EXTRACTED RECORDS:
──────────────────────────────

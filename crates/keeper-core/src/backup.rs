//! Timestamped, integrity-checked snapshots of the storage files.
//!
//! Snapshots are copied into staging first, size-verified against the
//! source, fsynced and promoted with a rename, so a crash mid-copy never
//! leaves a half-written snapshot that looks complete. Each snapshot carries
//! a manifest (source path, size, BLAKE3 checksum, timestamp, label) written
//! the same way. Restores verify the manifest before touching the live path
//! and go through a sibling temp file, so a failed restore leaves the
//! pre-restore state intact.

use chrono::{DateTime, Duration, Utc};
use serde::{Deserialize, Serialize};
use std::fs::{self, File};
use std::io::{Read, Write};
use std::path::{Path, PathBuf};
use tracing::warn;
use uuid::Uuid;

use keeper_crypto::hash::content_hex;

use crate::error::KeeperError;
use crate::fsutil;

const SNAPSHOT_SUFFIX: &str = ".db";
const MANIFEST_SUFFIX: &str = ".manifest.json";
const TIMESTAMP_FORMAT: &str = "%Y-%m-%dT%H-%M-%S";

#[derive(Debug, Clone, Serialize, Deserialize)]
pub struct BackupManifest {
    pub source_path: String,
    pub size: u64,
    pub checksum: String,
    pub created_at: DateTime<Utc>,
    pub label: String,
}

/// Reference to a complete, size-verified snapshot. Valid until pruned.
#[derive(Debug, Clone)]
pub struct BackupHandle {
    pub path: PathBuf,
    pub manifest_path: PathBuf,
    pub manifest: BackupManifest,
}

/// Retention policy for [`BackupManager::prune`]. Both limits are optional
/// and combine: a snapshot is removed when it falls outside either one.
#[derive(Debug, Clone, Default)]
pub struct PrunePolicy {
    pub keep_last: Option<usize>,
    pub max_age: Option<Duration>,
}

pub struct BackupManager {
    backups_dir: PathBuf,
    staging_dir: PathBuf,
}

impl BackupManager {
    pub fn open(backups_dir: impl AsRef<Path>) -> Result<Self, KeeperError> {
        let backups_dir = backups_dir.as_ref().to_path_buf();
        let staging_dir = backups_dir.join("staging");
        fs::create_dir_all(&staging_dir)
            .map_err(|e| KeeperError::BackupFailed(format!("create backups dir: {e}")))?;
        restrict_dir_permissions(&backups_dir);
        cleanup_staging_dir(&staging_dir);
        Ok(Self {
            backups_dir,
            staging_dir,
        })
    }

    /// Snapshot `source` under `label`. The copy is verified against the
    /// source size before it is renamed into place.
    pub fn snapshot(&self, source: &Path, label: &str) -> Result<BackupHandle, KeeperError> {
        let mut file = File::open(source)
            .map_err(|e| KeeperError::BackupFailed(format!("open {}: {e}", source.display())))?;
        let expected_size = file
            .metadata()
            .map_err(|e| KeeperError::BackupFailed(format!("stat source: {e}")))?
            .len();
        let mut data = Vec::new();
        file.read_to_end(&mut data)
            .map_err(|e| KeeperError::BackupFailed(format!("read source: {e}")))?;
        if data.len() as u64 != expected_size {
            return Err(KeeperError::BackupFailed(
                "source changed while being copied".into(),
            ));
        }
        let checksum = content_hex(&data);

        let staging = self.staging_dir.join(format!("{}.staging", Uuid::new_v4()));
        {
            let mut out = File::create(&staging)
                .map_err(|e| KeeperError::BackupFailed(format!("create staging file: {e}")))?;
            out.write_all(&data)
                .and_then(|_| out.sync_all())
                .map_err(|e| KeeperError::BackupFailed(format!("write staging file: {e}")))?;
        }

        let created_at = Utc::now();
        let (path, manifest_path) = self.allocate_names(created_at, label);
        fs::rename(&staging, &path).map_err(|e| {
            let _ = fs::remove_file(&staging);
            KeeperError::BackupFailed(format!("promote snapshot: {e}"))
        })?;
        let _ = fsutil::fsync_dir(&self.backups_dir);

        let manifest = BackupManifest {
            source_path: source.to_string_lossy().into_owned(),
            size: expected_size,
            checksum,
            created_at,
            label: label.to_string(),
        };
        let manifest_json = serde_json::to_vec_pretty(&manifest)?;
        fsutil::write_atomic(&manifest_path, &manifest_json)
            .map_err(|e| KeeperError::BackupFailed(format!("write manifest: {e}")))?;

        Ok(BackupHandle {
            path,
            manifest_path,
            manifest,
        })
    }

    /// Restore a snapshot over the live path recorded in its manifest.
    pub fn restore(&self, handle: &BackupHandle) -> Result<(), KeeperError> {
        let target = PathBuf::from(&handle.manifest.source_path);
        self.restore_to(handle, &target)
    }

    /// Restore a snapshot to an explicit target path. The snapshot is
    /// re-verified against its manifest first.
    pub fn restore_to(&self, handle: &BackupHandle, target: &Path) -> Result<(), KeeperError> {
        let data = fs::read(&handle.path)
            .map_err(|e| KeeperError::BackupFailed(format!("read snapshot: {e}")))?;
        if data.len() as u64 != handle.manifest.size {
            return Err(KeeperError::BackupFailed(format!(
                "snapshot size mismatch: expected {}, got {}",
                handle.manifest.size,
                data.len()
            )));
        }
        let actual = content_hex(&data);
        if actual != handle.manifest.checksum {
            return Err(KeeperError::BackupFailed(format!(
                "snapshot checksum mismatch: expected {}, got {actual}",
                handle.manifest.checksum
            )));
        }
        fsutil::write_atomic(target, &data)
            .map_err(|e| KeeperError::BackupFailed(format!("write restore target: {e}")))
    }

    /// Enumerate snapshots newest-first. Snapshots with a missing data file
    /// or an unreadable manifest are skipped with a warning.
    pub fn list(&self) -> Result<Vec<BackupHandle>, KeeperError> {
        let mut handles = Vec::new();
        let entries = fs::read_dir(&self.backups_dir)
            .map_err(|e| KeeperError::BackupFailed(format!("read backups dir: {e}")))?;
        for entry in entries.flatten() {
            let manifest_path = entry.path();
            let name = entry.file_name().to_string_lossy().into_owned();
            let Some(stem) = name.strip_suffix(MANIFEST_SUFFIX) else {
                continue;
            };
            let manifest: BackupManifest = match fs::read(&manifest_path)
                .map_err(KeeperError::from)
                .and_then(|raw| serde_json::from_slice(&raw).map_err(KeeperError::from))
            {
                Ok(m) => m,
                Err(e) => {
                    warn!(path = %manifest_path.display(), error = %e, "skipping unreadable backup manifest");
                    continue;
                }
            };
            let path = self.backups_dir.join(format!("{stem}{SNAPSHOT_SUFFIX}"));
            if !path.exists() {
                warn!(path = %path.display(), "skipping manifest without snapshot file");
                continue;
            }
            handles.push(BackupHandle {
                path,
                manifest_path,
                manifest,
            });
        }
        handles.sort_by(|a, b| {
            b.manifest
                .created_at
                .cmp(&a.manifest.created_at)
                .then_with(|| b.path.cmp(&a.path))
        });
        Ok(handles)
    }

    /// Newest snapshot carrying `label`, if any.
    pub fn latest(&self, label: &str) -> Result<Option<BackupHandle>, KeeperError> {
        Ok(self.list()?.into_iter().find(|h| h.manifest.label == label))
    }

    /// Remove snapshots beyond the count cap or older than the age limit.
    /// Returns how many were removed.
    pub fn prune(&self, policy: &PrunePolicy) -> Result<usize, KeeperError> {
        let handles = self.list()?;
        let now = Utc::now();
        let mut removed = 0;
        for (index, handle) in handles.iter().enumerate() {
            let beyond_cap = policy.keep_last.is_some_and(|cap| index >= cap);
            let too_old = policy
                .max_age
                .is_some_and(|age| now - handle.manifest.created_at > age);
            if beyond_cap || too_old {
                let _ = fs::remove_file(&handle.path);
                let _ = fs::remove_file(&handle.manifest_path);
                removed += 1;
            }
        }
        Ok(removed)
    }

    fn allocate_names(&self, created_at: DateTime<Utc>, label: &str) -> (PathBuf, PathBuf) {
        let ts = created_at.format(TIMESTAMP_FORMAT);
        let label = sanitize_label(label);
        let base = format!("backup-{ts}-{label}");
        let mut stem = base.clone();
        let mut n = 1;
        loop {
            let path = self.backups_dir.join(format!("{stem}{SNAPSHOT_SUFFIX}"));
            let manifest_path = self.backups_dir.join(format!("{stem}{MANIFEST_SUFFIX}"));
            if !path.exists() && !manifest_path.exists() {
                return (path, manifest_path);
            }
            n += 1;
            stem = format!("{base}-{n}");
        }
    }
}

fn sanitize_label(label: &str) -> String {
    let cleaned: String = label
        .chars()
        .map(|c| if c.is_ascii_alphanumeric() || c == '-' { c } else { '-' })
        .collect();
    if cleaned.is_empty() {
        "snapshot".to_string()
    } else {
        cleaned
    }
}

fn restrict_dir_permissions(path: &Path) {
    #[cfg(unix)]
    {
        use std::os::unix::fs::PermissionsExt;
        if let Err(e) = fs::set_permissions(path, fs::Permissions::from_mode(0o700)) {
            warn!("cannot restrict permissions on {}: {}", path.display(), e);
        }
    }
    #[cfg(not(unix))]
    {
        let _ = path;
    }
}

/// Remove any leftover `.staging` files from a previous crash.
fn cleanup_staging_dir(staging_dir: &Path) {
    if let Ok(entries) = fs::read_dir(staging_dir) {
        for entry in entries.flatten() {
            if entry.file_name().to_string_lossy().ends_with(".staging") {
                warn!(path = %entry.path().display(), "removing orphaned backup staging file");
                let _ = fs::remove_file(entry.path());
            }
        }
    }
}

#[cfg(test)]
mod tests {
    use super::*;
    use tempfile::tempdir;

    #[test]
    fn snapshot_restore_roundtrip_is_byte_identical() {
        let dir = tempdir().unwrap();
        let source = dir.path().join("store.json");
        fs::write(&source, b"{\"tables\":{\"proposals\":[{\"id\":1}]}}").unwrap();
        let manager = BackupManager::open(dir.path().join("backups")).unwrap();

        let handle = manager.snapshot(&source, "pre-migration").unwrap();
        assert_eq!(fs::read(&handle.path).unwrap(), fs::read(&source).unwrap());

        fs::write(&source, b"clobbered").unwrap();
        manager.restore(&handle).unwrap();
        assert_eq!(
            fs::read(&source).unwrap(),
            b"{\"tables\":{\"proposals\":[{\"id\":1}]}}"
        );
    }

    #[test]
    fn restore_refuses_a_corrupted_snapshot() {
        let dir = tempdir().unwrap();
        let source = dir.path().join("store.json");
        fs::write(&source, b"original content").unwrap();
        let manager = BackupManager::open(dir.path().join("backups")).unwrap();
        let handle = manager.snapshot(&source, "manual").unwrap();

        let mut bytes = fs::read(&handle.path).unwrap();
        bytes[0] ^= 0xff;
        fs::write(&handle.path, &bytes).unwrap();

        assert!(matches!(
            manager.restore(&handle),
            Err(KeeperError::BackupFailed(_))
        ));
        // live file untouched by the failed restore
        assert_eq!(fs::read(&source).unwrap(), b"original content");
    }

    #[test]
    fn list_is_newest_first_and_latest_filters_by_label() {
        let dir = tempdir().unwrap();
        let source = dir.path().join("store.json");
        fs::write(&source, b"v1").unwrap();
        let manager = BackupManager::open(dir.path().join("backups")).unwrap();

        let first = manager.snapshot(&source, "manual").unwrap();
        fs::write(&source, b"v2").unwrap();
        let second = manager.snapshot(&source, "pre-migration").unwrap();

        let listed = manager.list().unwrap();
        assert_eq!(listed.len(), 2);
        assert_eq!(listed[0].path, second.path);
        assert_eq!(listed[1].path, first.path);

        let latest = manager.latest("manual").unwrap().unwrap();
        assert_eq!(latest.path, first.path);
        assert!(manager.latest("nope").unwrap().is_none());
    }

    #[test]
    fn prune_enforces_the_count_cap() {
        let dir = tempdir().unwrap();
        let source = dir.path().join("store.json");
        let manager = BackupManager::open(dir.path().join("backups")).unwrap();
        for i in 0..4 {
            fs::write(&source, format!("rev-{i}")).unwrap();
            manager.snapshot(&source, "manual").unwrap();
        }

        let removed = manager
            .prune(&PrunePolicy {
                keep_last: Some(2),
                max_age: None,
            })
            .unwrap();
        assert_eq!(removed, 2);

        let remaining = manager.list().unwrap();
        assert_eq!(remaining.len(), 2);
        // the newest snapshots survive
        assert_eq!(fs::read(&remaining[0].path).unwrap(), b"rev-3");
        assert_eq!(fs::read(&remaining[1].path).unwrap(), b"rev-2");
    }

    #[test]
    fn same_second_snapshots_get_distinct_names() {
        let dir = tempdir().unwrap();
        let source = dir.path().join("store.json");
        fs::write(&source, b"data").unwrap();
        let manager = BackupManager::open(dir.path().join("backups")).unwrap();
        let a = manager.snapshot(&source, "manual").unwrap();
        let b = manager.snapshot(&source, "manual").unwrap();
        assert_ne!(a.path, b.path);
        assert_eq!(manager.list().unwrap().len(), 2);
    }
}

──────────────────────────────

TASK TO COMPLETE:
A copy of each line in the data above that holds the string "copied" is needed.

TASK SOLUTION:
//! Snapshots are copied into staging first, size-verified against the
                "source changed while being copied".into(),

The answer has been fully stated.